Bisphenol F (BPF) is an emerging environmental pollutant widely present in surface water and wastewater systems. Microbial activity is crucial in driving its degradation, offering a potential avenue for mitigating its environmental impact. Although the degradation pathway for BPF has been identified in various bacteria, the biodegradation mechanisms remain unclear. In this study, we isolated a highly efficient BPF-degrading strain of Sphingobium yanoikuyae DN12, which could utilize BPF as the sole carbon source and energy source for growth, from a river sediment in Anhui Province China. Through Ultra performance liquid chromatography high-resolution mass spectrometry (UPLC-HRMS) analysis, we found that oxidation and hydrolysis are key steps for BPF biodegradation. Utilizing whole-genome sequencing, comparative transcriptomics analysis and biochemical identification, a gene cluster bpf was identified to be involved in BPF degradation.
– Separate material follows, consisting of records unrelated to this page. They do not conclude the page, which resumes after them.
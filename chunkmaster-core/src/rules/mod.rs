// Main rules module - delegates to semantic sub-modules
// This file coordinates the rule system but actual implementations are in:
// - engine.rs: RestructureEngine, the PartRule trait and part assembly
// - segmenter.rs: intro / parts / conclusion segmentation
// - fields.rs: objective, concepts, reflection and instruction prompt
// - substructures.rs: nucleus steps, routes and pitfalls
// - metadata.rs: positional metadata and in-text overrides
// - sanitizer.rs: strips consumed labels from part bodies
// - hierarchy_repair.rs: achievement / sub-challenge nesting repair
// - validation.rs: read-only checks over the built model
// - labels.rs, fragment_ops.rs: shared label and fragment helpers

pub mod engine;
pub mod fields;
pub mod fragment_ops;
pub mod hierarchy_repair;
pub mod labels;
pub mod metadata;
pub mod sanitizer;
pub mod segmenter;
pub mod substructures;
pub mod validation;

pub use engine::*;
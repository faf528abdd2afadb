use super::fields::{ExtractedFields, FieldExtractor, PromptSynthesizer};
use super::fragment_ops::tidy_fragment;
use super::hierarchy_repair::HierarchyRepair;
use super::metadata::{enforce_progress, MetadataSynthesizer};
use super::sanitizer::ContentSanitizer;
use super::segmenter::SectionSegmenter;
use super::substructures::{SubstructureExtractor, Substructures};
use crate::config::EngineConfig;
use crate::error::RestructureError;
use crate::tree::{DocTree, MarkupFragment, MarkupTree, MarkupTreeMut, NodeId};
use crate::types::{Document, Metadata, Part, RepairReport};
use std::cell::RefCell;
use std::time::{Duration, Instant};
use tracing::{debug, info, warn};

/// What a per-part rule sees: the part's own scratch tree and its place in
/// the document.
pub struct PartContext<'a> {
    pub tree: &'a dyn MarkupTree,
    pub roots: &'a [NodeId],
    pub index: usize,
    pub total: usize,
    pub document_title: &'a str,
    pub part_title: &'a str,
}

/// Results accumulated by the rules for one part. Anything left empty is
/// filled in during assembly.
#[derive(Debug, Default)]
pub struct PartDraft {
    pub fields: Option<ExtractedFields>,
    pub substructures: Option<Substructures>,
    pub metadata: Option<Metadata>,
    pub body: Option<MarkupFragment>,
}

// Per-part rule pipeline infrastructure
pub trait PartRule {
    fn apply(&self, ctx: &PartContext, draft: &mut PartDraft) -> Result<(), RestructureError>;
    fn name(&self) -> &str;
}

pub struct RestructureEngine {
    config: EngineConfig,
    rules: Vec<Box<dyn PartRule>>,
    prompts: PromptSynthesizer,
    metadata: MetadataSynthesizer,
    repair: HierarchyRepair,
    pub rule_timings: RefCell<Vec<(String, Duration)>>,
}

impl RestructureEngine {
    pub fn new(config: EngineConfig) -> Result<Self, RestructureError> {
        let mut rules: Vec<Box<dyn PartRule>> = Vec::new();
        for rule_config in &config.pipeline.rules {
            if !rule_config.enabled {
                debug!("skipping disabled rule: {}", rule_config.name);
                continue;
            }
            match build_rule(&rule_config.name, &config)? {
                Some(rule) => rules.push(rule),
                None => warn!("unknown rule: {}. Skipping...", rule_config.name),
            }
        }

        Ok(Self {
            prompts: PromptSynthesizer::new(&config.prompt)?,
            metadata: MetadataSynthesizer::new(&config.metadata)?,
            repair: HierarchyRepair::new(&config.repair)?,
            rules,
            config,
            rule_timings: RefCell::new(Vec::new()),
        })
    }

    pub fn config(&self) -> &EngineConfig {
        &self.config
    }

    /// Names of the rules that will run for every part, in order.
    pub fn active_rules(&self) -> Vec<&str> {
        self.rules.iter().map(|rule| rule.name()).collect()
    }

    /// Re-parent sub-challenges under their achievements in place.
    pub fn repair<T: MarkupTreeMut + ?Sized>(&self, tree: &mut T) -> RepairReport {
        let start = Instant::now();
        let report = self.repair.repair(tree);
        self.record("HierarchyRepair", start.elapsed());
        report
    }

    pub fn restructure(&self, tree: &dyn MarkupTree) -> Result<Document, RestructureError> {
        let start = Instant::now();
        let segmentation = SectionSegmenter::new(&self.config.segmentation).segment(tree)?;
        self.record("Segmentation", start.elapsed());

        let total = segmentation.parts.len();
        info!(
            "⚙️  Restructuring {:?}: {} part(s), rules: {:?}",
            segmentation.title,
            total,
            self.active_rules()
        );

        let mut parts = Vec::with_capacity(total);
        for (index, span) in segmentation.parts.iter().enumerate() {
            let scratch = DocTree::from_fragment(&span.content);
            let ctx = PartContext {
                tree: &scratch,
                roots: scratch.children(scratch.root()),
                index,
                total,
                document_title: &segmentation.title,
                part_title: &span.title,
            };

            let mut draft = PartDraft::default();
            for rule in &self.rules {
                let rule_start = Instant::now();
                rule.apply(&ctx, &mut draft)?;
                self.record(rule.name(), rule_start.elapsed());
            }
            parts.push(self.assemble(&ctx, &span.content, draft));
        }

        let mut progress: Vec<u8> = parts.iter().map(|p| p.metadata.progress_percent).collect();
        enforce_progress(&mut progress);
        for (part, value) in parts.iter_mut().zip(progress) {
            part.metadata.progress_percent = value;
        }

        Ok(Document {
            title: segmentation.title,
            intro: segmentation.intro,
            parts,
            conclusion: Some(segmentation.conclusion),
        })
    }

    /// Like `restructure`, but a hard failure yields the minimal document.
    pub fn restructure_or_degraded(&self, tree: &dyn MarkupTree) -> Document {
        self.restructure(tree).unwrap_or_else(|e| {
            warn!("restructuring failed ({e}); returning a degraded document");
            Document::degraded(&self.config.segmentation.default_title)
        })
    }

    /// Total time per rule name, in first-run order.
    pub fn timing_totals(&self) -> Vec<(String, Duration)> {
        let mut totals: Vec<(String, Duration)> = Vec::new();
        for (name, duration) in self.rule_timings.borrow().iter() {
            match totals.iter_mut().find(|(n, _)| n == name) {
                Some((_, total)) => *total += *duration,
                None => totals.push((name.clone(), *duration)),
            }
        }
        totals
    }

    pub fn clear_timings(&self) {
        self.rule_timings.borrow_mut().clear();
    }

    fn record(&self, name: &str, duration: Duration) {
        self.rule_timings.borrow_mut().push((name.to_string(), duration));
    }

    /// Fill whatever the enabled rules left open, so every part carries a
    /// prompt and positional metadata.
    fn assemble(&self, ctx: &PartContext, span: &MarkupFragment, draft: PartDraft) -> Part {
        let fields = draft.fields.unwrap_or_default();
        let instruction_prompt = fields
            .instruction_prompt
            .filter(|p| !p.trim().is_empty())
            .unwrap_or_else(|| {
                self.prompts
                    .synthesize(ctx.part_title, &fields.concepts, fields.objective.as_deref())
            });
        let substructures = draft.substructures.unwrap_or_default();

        Part {
            title: ctx.part_title.to_string(),
            body: draft.body.unwrap_or_else(|| tidy_fragment(span)),
            objective: fields.objective,
            concepts: fields.concepts,
            reflection: fields.reflection,
            instruction_prompt,
            nucleus_steps: substructures.nucleus_steps,
            routes: substructures.routes,
            pitfalls: substructures.pitfalls,
            metadata: draft
                .metadata
                .unwrap_or_else(|| self.metadata.positional(ctx.index, ctx.total)),
        }
    }
}

fn build_rule(name: &str, config: &EngineConfig) -> Result<Option<Box<dyn PartRule>>, RestructureError> {
    let rule: Box<dyn PartRule> = match name {
        "FieldExtraction" => Box::new(FieldExtractor::new(config)?),
        "SubstructureExtraction" => Box::new(SubstructureExtractor::new(&config.substructures)?),
        "MetadataSynthesis" => Box::new(MetadataSynthesizer::new(&config.metadata)?),
        "ContentSanitizer" => Box::new(ContentSanitizer::new(config)),
        _ => return Ok(None),
    };
    Ok(Some(rule))
}

#[cfg(test)]
mod tests {
    use super::*;
    use crate::config::RuleConfig;
    use crate::tree::NodeKind;

    fn sample() -> DocTree {
        let mut tree = DocTree::new();
        let root = tree.root();
        let blocks = [
            (NodeKind::Heading(1), "Guia"),
            (NodeKind::Heading(2), "Parte 1: Base"),
            (NodeKind::Paragraph, "Objetivo: aprender"),
            (NodeKind::Heading(2), "Parte 2: Prática"),
            (NodeKind::Paragraph, "Progresso: 10%"),
        ];
        for (kind, text) in blocks {
            let id = tree.element(root, kind);
            tree.text(id, text);
        }
        tree
    }

    #[test]
    fn test_disabled_rules_still_produce_complete_parts() {
        let mut config = EngineConfig::default();
        config.pipeline.rules = vec![RuleConfig {
            name: "FieldExtraction".to_string(),
            enabled: false,
        }];
        let engine = RestructureEngine::new(config).unwrap();
        assert!(engine.active_rules().is_empty());

        let doc = engine.restructure(&sample()).unwrap();
        assert_eq!(doc.parts.len(), 2);
        assert!(doc.parts.iter().all(|p| !p.instruction_prompt.is_empty()));
        assert_eq!(doc.parts[0].metadata.difficulty, "1/5");
        assert_eq!(doc.parts[1].metadata.progress_percent, 100);
    }

    #[test]
    fn test_unknown_rule_is_skipped() {
        let mut config = EngineConfig::default();
        config.pipeline.rules.push(RuleConfig {
            name: "NoSuchRule".to_string(),
            enabled: true,
        });
        let engine = RestructureEngine::new(config).unwrap();
        assert_eq!(engine.active_rules().len(), 4);
    }

    #[test]
    fn test_explicit_progress_is_clamped() {
        let engine = RestructureEngine::new(EngineConfig::default()).unwrap();
        let doc = engine.restructure(&sample()).unwrap();
        assert_eq!(doc.parts[0].objective.as_deref(), Some("aprender"));
        assert_eq!(doc.parts[0].metadata.progress_percent, 53);
        assert_eq!(doc.parts[1].metadata.progress_percent, 100);

        let totals = engine.timing_totals();
        assert_eq!(totals[0].0, "Segmentation");
        assert!(totals.iter().any(|(name, _)| name == "ContentSanitizer"));

        engine.clear_timings();
        assert!(engine.timing_totals().is_empty());
    }

    #[test]
    fn test_degraded_document_on_empty_input() {
        let engine = RestructureEngine::new(EngineConfig::default()).unwrap();
        let doc = engine.restructure_or_degraded(&DocTree::new());
        assert_eq!(doc.title, "ChunkMaster");
        assert!(doc.parts.is_empty());
        assert!(doc.conclusion.is_none());
    }
}
//! Document Preprocessors
//!
//! This module provides the ingestion layer for converting raw study-guide
//! text into a `DocTree` that feeds the restructuring engine.
//!
//! ## Architecture
//!
//! ```text
//! Document (Markdown, HTML)
//!     ↓
//! [Format-specific Preprocessor]
//!     ↓
//! DocTree (unified markup tree)
//!     ↓
//! [RestructureEngine]
//!     ↓
//! Document model
//! ```
//!
//! ## Available Preprocessors
//!
//! - `MarkdownPreprocessor` - Markdown via pulldown-cmark
//! - `HtmlPreprocessor` - HTML / XHTML via quick-xml

pub mod html;
pub mod markdown;
pub mod preprocessor;

// Re-export main types
pub use html::HtmlPreprocessor;
pub use markdown::MarkdownPreprocessor;
pub use preprocessor::Preprocessor;

use crate::types::InputFormat;

/// The preprocessor for a classified input format.
pub fn preprocessor_for(format: InputFormat) -> Box<dyn Preprocessor> {
    match format {
        InputFormat::Markdown => Box::new(MarkdownPreprocessor::new()),
        InputFormat::Html => Box::new(HtmlPreprocessor::new()),
    }
}
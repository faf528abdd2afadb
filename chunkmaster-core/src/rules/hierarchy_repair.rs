// Re-parents sub-challenge list items ("Mini-desafio:") under the achievement
// item ("Conquista:") they belong to, and collapses doubled arrow markers.
//
// Every item ends in one of three states: achievement, attached
// sub-challenge, or unattached sub-challenge (left in place and flagged).
// A sub-challenge already sitting in an achievement's sub-list is never
// moved again, so re-running the repair on its own output changes nothing.

use crate::config::RepairConfig;
use crate::error::RestructureError;
use crate::rules::labels::contains_ci;
use crate::tree::{MarkupTree, MarkupTreeMut, NodeId, NodeKind};
use crate::types::RepairReport;
use regex::Regex;
use std::collections::HashSet;
use tracing::{debug, warn};

#[derive(Debug, Clone, Copy, PartialEq, Eq)]
enum ItemRole {
    Achievement,
    SubChallenge,
}

pub struct HierarchyRepair {
    config: RepairConfig,
    repeated_glyph: Regex,
}

impl HierarchyRepair {
    pub fn new(config: &RepairConfig) -> Result<Self, RestructureError> {
        let glyph = regex::escape(&config.arrow_glyph);
        if glyph.is_empty() {
            return Err(RestructureError::Config("arrow_glyph must not be empty".to_string()));
        }
        let repeated_glyph = Regex::new(&format!(r"{glyph}(?:\s*{glyph})+"))
            .map_err(|e| RestructureError::Config(format!("bad arrow glyph: {e}")))?;
        Ok(Self {
            config: config.clone(),
            repeated_glyph,
        })
    }

    pub fn repair<T: MarkupTreeMut + ?Sized>(&self, tree: &mut T) -> RepairReport {
        let mut report = RepairReport {
            duplicate_markers_collapsed: self.collapse_duplicate_markers(tree),
            ..RepairReport::default()
        };

        let root = tree.root();
        let items: Vec<(NodeId, ItemRole)> = tree
            .descendants(root)
            .into_iter()
            .filter(|&id| matches!(tree.kind(id), NodeKind::ListItem))
            .filter_map(|id| self.classify(&*tree, id).map(|role| (id, role)))
            .collect();
        let achievements: HashSet<NodeId> = items
            .iter()
            .filter(|(_, role)| *role == ItemRole::Achievement)
            .map(|(id, _)| *id)
            .collect();

        let mut last_achievement: Option<NodeId> = None;
        let mut unattached = Vec::new();
        let mut sources = Vec::new();
        for &(item, role) in &items {
            if role == ItemRole::Achievement {
                last_achievement = Some(item);
                continue;
            }
            if self.is_nested(&*tree, item, &achievements) {
                report.already_nested += 1;
                continue;
            }
            // Nothing precedes the item in document order that could own it
            let owner = last_achievement.and_then(|_| find_owner(&*tree, item, &achievements));
            match owner {
                Some(owner) => {
                    let source = tree.parent(item);
                    let sub_list = self.sub_list(tree, owner);
                    tree.append_child(sub_list, item);
                    sources.extend(source);
                    report.attached += 1;
                }
                None => {
                    warn!(
                        "sub-challenge {:?} has no owning achievement; left in place",
                        tree.normalized_text(item)
                    );
                    unattached.push(item);
                }
            }
        }

        for &(item, role) in &items {
            match role {
                ItemRole::Achievement => {
                    tree.add_class(item, &self.config.achievement_class);
                    let owns_items = self
                        .existing_sub_list(&*tree, item)
                        .is_some_and(|list| tree.children(list).iter().any(|&c| is_item(&*tree, c)));
                    if owns_items {
                        tree.add_class(item, &self.config.has_sub_challenge_class);
                    }
                }
                ItemRole::SubChallenge => tree.add_class(item, &self.config.sub_challenge_class),
            }
        }
        for &item in &unattached {
            tree.add_class(item, &self.config.unattached_class);
        }

        let mut removed = HashSet::new();
        for list in sources {
            if removed.contains(&list) || !tree.kind(list).is_list() {
                continue;
            }
            if !tree.children(list).iter().any(|&c| is_item(&*tree, c)) && tree.is_blank(list) {
                tree.detach(list);
                removed.insert(list);
            }
        }

        report.achievements = achievements.len();
        report.unattached = unattached.len();
        debug!(
            "hierarchy repair: {} achievement(s), {} attached, {} already nested, {} unattached, {} marker(s) collapsed",
            report.achievements,
            report.attached,
            report.already_nested,
            report.unattached,
            report.duplicate_markers_collapsed
        );
        report
    }

    fn classify<T: MarkupTree + ?Sized>(&self, tree: &T, item: NodeId) -> Option<ItemRole> {
        let text = own_text(tree, item);
        if contains_ci(&text, &self.config.achievement_label) {
            Some(ItemRole::Achievement)
        } else if contains_ci(&text, &self.config.sub_challenge_label) {
            Some(ItemRole::SubChallenge)
        } else {
            None
        }
    }

    fn is_nested<T: MarkupTree + ?Sized>(&self, tree: &T, item: NodeId, achievements: &HashSet<NodeId>) -> bool {
        tree.parent(item).is_some_and(|list| {
            tree.has_class(list, &self.config.sub_list_class)
                && tree.parent(list).is_some_and(|owner| achievements.contains(&owner))
        })
    }

    fn existing_sub_list<T: MarkupTree + ?Sized>(&self, tree: &T, achievement: NodeId) -> Option<NodeId> {
        tree.children(achievement)
            .iter()
            .copied()
            .find(|&c| tree.kind(c).is_list() && tree.has_class(c, &self.config.sub_list_class))
    }

    /// The achievement's sub-list, created on first use.
    fn sub_list<T: MarkupTreeMut + ?Sized>(&self, tree: &mut T, achievement: NodeId) -> NodeId {
        if let Some(list) = self.existing_sub_list(&*tree, achievement) {
            return list;
        }
        let list = tree.create_node(NodeKind::List { ordered: false });
        tree.add_class(list, &self.config.sub_list_class);
        tree.append_child(achievement, list);
        list
    }

    fn is_marker<T: MarkupTree + ?Sized>(&self, tree: &T, id: NodeId) -> bool {
        tree.kind(id).is_run()
            && (tree.text_content(id).contains(&self.config.arrow_glyph)
                || self.config.marker_classes.iter().any(|c| tree.has_class(id, c)))
    }

    /// Returns the number of glyph repetitions removed.
    fn collapse_duplicate_markers<T: MarkupTreeMut + ?Sized>(&self, tree: &mut T) -> usize {
        let glyph = self.config.arrow_glyph.as_str();
        let mut collapsed = 0;
        let root = tree.root();

        // An inner marker nested in an outer marker of the same kind is
        // unwrapped, then its text merged with the neighbours.
        for id in tree.descendants(root) {
            if !self.is_marker(&*tree, id) {
                continue;
            }
            let nested = tree
                .ancestors(id)
                .into_iter()
                .take_while(|&a| !tree.kind(a).is_block())
                .any(|a| tree.kind(a) == tree.kind(id) && self.is_marker(&*tree, a));
            if let (true, Some(parent)) = (nested, tree.parent(id)) {
                tree.unwrap_node(id);
                merge_adjacent_text(tree, parent);
            }
        }

        for id in tree.descendants(root) {
            let NodeKind::Text(text) = tree.kind(id) else {
                continue;
            };
            let repeats = self.repeated_glyph.find_iter(text).count();
            if repeats > 0 {
                let replaced = self.repeated_glyph.replace_all(text, glyph).into_owned();
                tree.set_text(id, replaced);
                collapsed += repeats;
            }
        }

        // A glyph directly followed by a run that opens with the glyph again
        for block in tree.descendants(root) {
            if !matches!(tree.kind(block), NodeKind::ListItem | NodeKind::Paragraph) {
                continue;
            }
            let mut after_glyph = false;
            for id in inline_text_nodes(&*tree, block) {
                let text = match tree.kind(id) {
                    NodeKind::Text(text) => text.clone(),
                    _ => continue,
                };
                if text.trim().is_empty() {
                    continue;
                }
                let mut current = text.clone();
                if after_glyph {
                    if let Some(rest) = text.trim_start().strip_prefix(glyph) {
                        collapsed += 1;
                        if rest.trim().is_empty() {
                            detach_with_blank_runs(tree, id, block);
                            continue;
                        }
                        current = rest.to_string();
                        tree.set_text(id, current.clone());
                    }
                }
                after_glyph = current.trim_end().ends_with(glyph);
            }
        }
        collapsed
    }
}
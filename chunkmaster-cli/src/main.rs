use anyhow::{anyhow, Result};
use clap::Parser;
use std::path::Path;
use tracing_subscriber::EnvFilter;

// Import from chunkmaster-core
use chunkmaster_core::{
    print_validation_report, DocumentOutput, DocumentProcessor, EngineConfig, HtmlPreprocessor,
    InputFormat, ModelValidator, PipelineStages, Preprocessor, StepProfiler,
};

#[derive(Parser)]
#[command(name = "chunkmaster")]
#[command(about = "Restructure generated study guides into typed documents")]
struct Args {
    /// Path to the study guide (Markdown or HTML)
    #[arg(short, long)]
    input: String,

    /// Path to custom config file (YAML format)
    #[arg(short, long)]
    config: Option<String>,

    /// Input format: auto, markdown, or html
    #[arg(long, default_value = "auto")]
    format: String,

    /// Output file path (if not specified, auto-generated based on input)
    #[arg(short, long)]
    output: Option<String>,

    /// Output format: json, yaml, or outline
    #[arg(short = 'f', long, default_value = "json")]
    output_format: String,

    /// Only run the hierarchy repair and write the repaired HTML
    #[arg(long)]
    repair_only: bool,

    /// Skip the hierarchy repair pre-pass
    #[arg(long)]
    no_repair: bool,

    /// Check the produced document (and repaired tree) and print a report
    #[arg(long)]
    validate: bool,

    /// Enable detailed profiling of all pipeline steps
    #[arg(long)]
    profile: bool,

    /// Dump all intermediate pipeline stage outputs to a directory
    #[arg(long)]
    dump_stages: bool,

    /// Directory for stage dump output
    #[arg(long, default_value = "test_outputs/stages")]
    stages_dir: String,

    /// Print the effective configuration as YAML and exit
    #[arg(long)]
    show_config: bool,
}

fn main() -> Result<()> {
    tracing_subscriber::fmt()
        .with_env_filter(EnvFilter::try_from_default_env().unwrap_or_else(|_| EnvFilter::new("info")))
        .with_target(false)
        .init();

    let args = Args::parse();

    println!("🦀 ChunkMaster Study Guide Restructurer");

    let config = EngineConfig::load_with_fallback(args.config.as_deref());
    if let Some(config_path) = &args.config {
        println!("📋 Loaded config from: {}", config_path);
    } else {
        println!("📋 Using default config");
    }

    if args.show_config {
        println!("{}", config.to_yaml()?);
        return Ok(());
    }

    let input_path = Path::new(&args.input);
    if !input_path.exists() {
        eprintln!("❌ Input file not found: {}", args.input);
        std::process::exit(1);
    }

    if let Err(e) = run(&args, config, input_path) {
        eprintln!("❌ Processing failed: {e}");
        std::process::exit(1);
    }

    Ok(())
}

fn run(args: &Args, config: EngineConfig, input_path: &Path) -> Result<()> {
    let format = parse_format(&args.format)?;
    let raw = std::fs::read_to_string(input_path)?;
    let validator = ModelValidator::new(&config)?;

    // Apply CLI overrides to config
    let mut processor = DocumentProcessor::new(config)?;
    if args.no_repair {
        processor.set_repair_pre_pass(false);
    }

    println!("📄 Processing: {}", args.input);

    if args.repair_only {
        let (html, report) = processor.repair_str(&raw, format)?;
        let output_path = args
            .output
            .clone()
            .unwrap_or_else(|| default_output_path(input_path, "repaired.html"));
        std::fs::write(&output_path, &html)?;
        println!(
            "✅ Repair attached {} sub-challenge(s) under {} achievement(s), {} unattached",
            report.attached, report.achievements, report.unattached
        );
        println!("💾 Repaired HTML saved to: {}", output_path);
        if args.validate {
            validate_repaired_html(&validator, &html)?;
        }
        return Ok(());
    }

    // Stage dump mode: capture and save all intermediates
    if args.dump_stages {
        println!("\n🔬 Pipeline stage dump mode");
        let stages = processor.process_capture_stages(&raw, format)?;
        save_stages(&stages, &args.stages_dir)?;
        println!("\n✅ All stages dumped to: {}", args.stages_dir);
        return Ok(());
    }

    let mut profiler = StepProfiler::new(args.profile);
    let output =
        processor.process_with_profiler(&raw, format, Some(input_path), &mut profiler)?;
    profiler.print_summary();
    if args.profile {
        println!("\n📊 Rule Timings:");
        for (rule, duration) in processor.engine().timing_totals() {
            println!("   {:.<35} {:.3}ms", rule, duration.as_secs_f64() * 1000.0);
        }
    }

    println!("✅ Successfully restructured document");
    println!("📊 Document metrics:");
    println!("   - Title: {}", output.document.title);
    println!("   - Parts: {}", output.document.parts.len());
    if let Some(report) = &output.repair_report {
        println!(
            "   - Sub-challenges attached: {} ({} unattached)",
            report.attached, report.unattached
        );
    }

    if args.validate {
        print_validation_report(&validator.validate_document(&output.document));
        if output.repair_report.is_some() {
            let (html, _) = processor.repair_str(&raw, format)?;
            validate_repaired_html(&validator, &html)?;
        }
    }

    let output_path = args.output.clone().unwrap_or_else(|| {
        let extension = match args.output_format.as_str() {
            "yaml" => "yaml",
            "outline" => "txt",
            _ => "json",
        };
        default_output_path(input_path, &format!("chunkmaster.{extension}"))
    });
    save_output(&output, &output_path, &args.output_format)
}

fn parse_format(format: &str) -> Result<Option<InputFormat>> {
    match format.to_ascii_lowercase().as_str() {
        "auto" => Ok(None),
        "markdown" | "md" => Ok(Some(InputFormat::Markdown)),
        "html" => Ok(Some(InputFormat::Html)),
        other => Err(anyhow!("unknown input format '{other}' (expected auto, markdown or html)")),
    }
}

fn default_output_path(input_path: &Path, suffix: &str) -> String {
    let input_name = input_path
        .file_stem()
        .and_then(|s| s.to_str())
        .unwrap_or("output");
    format!("{input_name}_{suffix}")
}

fn validate_repaired_html(validator: &ModelValidator, html: &str) -> Result<()> {
    let tree = HtmlPreprocessor::new().parse(html)?;
    print_validation_report(&validator.validate_repaired_tree(&tree));
    Ok(())
}

fn save_stages(stages: &PipelineStages, output_dir: &str) -> Result<()> {
    use std::fs;
    fs::create_dir_all(output_dir)?;

    // Stage 1: Parsed tree
    let parsed_path = format!("{}/stage1_parsed.html", output_dir);
    fs::write(&parsed_path, &stages.parsed_html)?;
    println!("  💾 {}", parsed_path);

    // Stage 2: Repaired tree
    if let Some(repaired) = &stages.repaired_html {
        let repaired_path = format!("{}/stage2_repaired.html", output_dir);
        fs::write(&repaired_path, repaired)?;
        println!("  💾 {}", repaired_path);
    }

    // Stage 3: Final document
    let document_path = format!("{}/stage3_document.json", output_dir);
    fs::write(&document_path, serde_json::to_string_pretty(&stages.document)?)?;
    println!("  💾 {} ({} parts)", document_path, stages.document.parts.len());

    // Summary file: quick reference for validation scripts
    let summary = serde_json::json!({
        "captured_at": chrono::Utc::now().to_rfc3339(),
        "input_format": stages.input_format,
        "confidence": stages.confidence,
        "title": stages.document_title,
        "part_titles": stages.part_titles,
        "conclusion_synthesized": stages.conclusion_synthesized,
        "repair_report": stages.repair_report,
    });
    let summary_path = format!("{}/summary.json", output_dir);
    fs::write(&summary_path, serde_json::to_string_pretty(&summary)?)?;
    println!("  💾 {}", summary_path);

    Ok(())
}

fn save_output(output: &DocumentOutput, output_path: &str, format: &str) -> Result<()> {
    output.save_with_format(output_path, format)?;

    match format {
        "yaml" => println!("💾 YAML results saved to: {}", output_path),
        "outline" => println!("💾 Outline saved to: {}", output_path),
        "json" => println!("💾 JSON results saved to: {}", output_path),
        _ => {
            println!("⚠️  Unknown output format '{}', using default json format", format);
            println!("💾 JSON results saved to: {}", output_path);
        }
    }

    Ok(())
}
BpfAB is a two-component oxidoreductase responsible for converting BPF to 4,4’-dihydroxybenzophenone (DHBP). BpfC is a Baeyer-Villiger monooxygenase (BVMO) responsible for converting DHBP to 4-hydroxyphenyl-4-hydroxybenzoate (HPHB). Isotope tracing demonstrated that the oxygen atom incorporated by BpfAB originates from water, whereas that incorporated by BpfC derives from molecular oxygen (O ₂ ). BpfD is an α / β hydrolase responsible for converting HPHB to 4-hydroxybenzoate (4HB) and 1,4-hydroquinone (HQ). Analysis of the taxonomic and habitat of 325 prokaryotic genomes revealed that BpfA-like homologs are predominantly found in the phylum Pseudomonadota , primarily inhabiting soil and aquatic environments. This study enhances our understanding of the biodegradation mechanism of BPF, and provides guidance for the effective remediation of BPF-contaminated environments.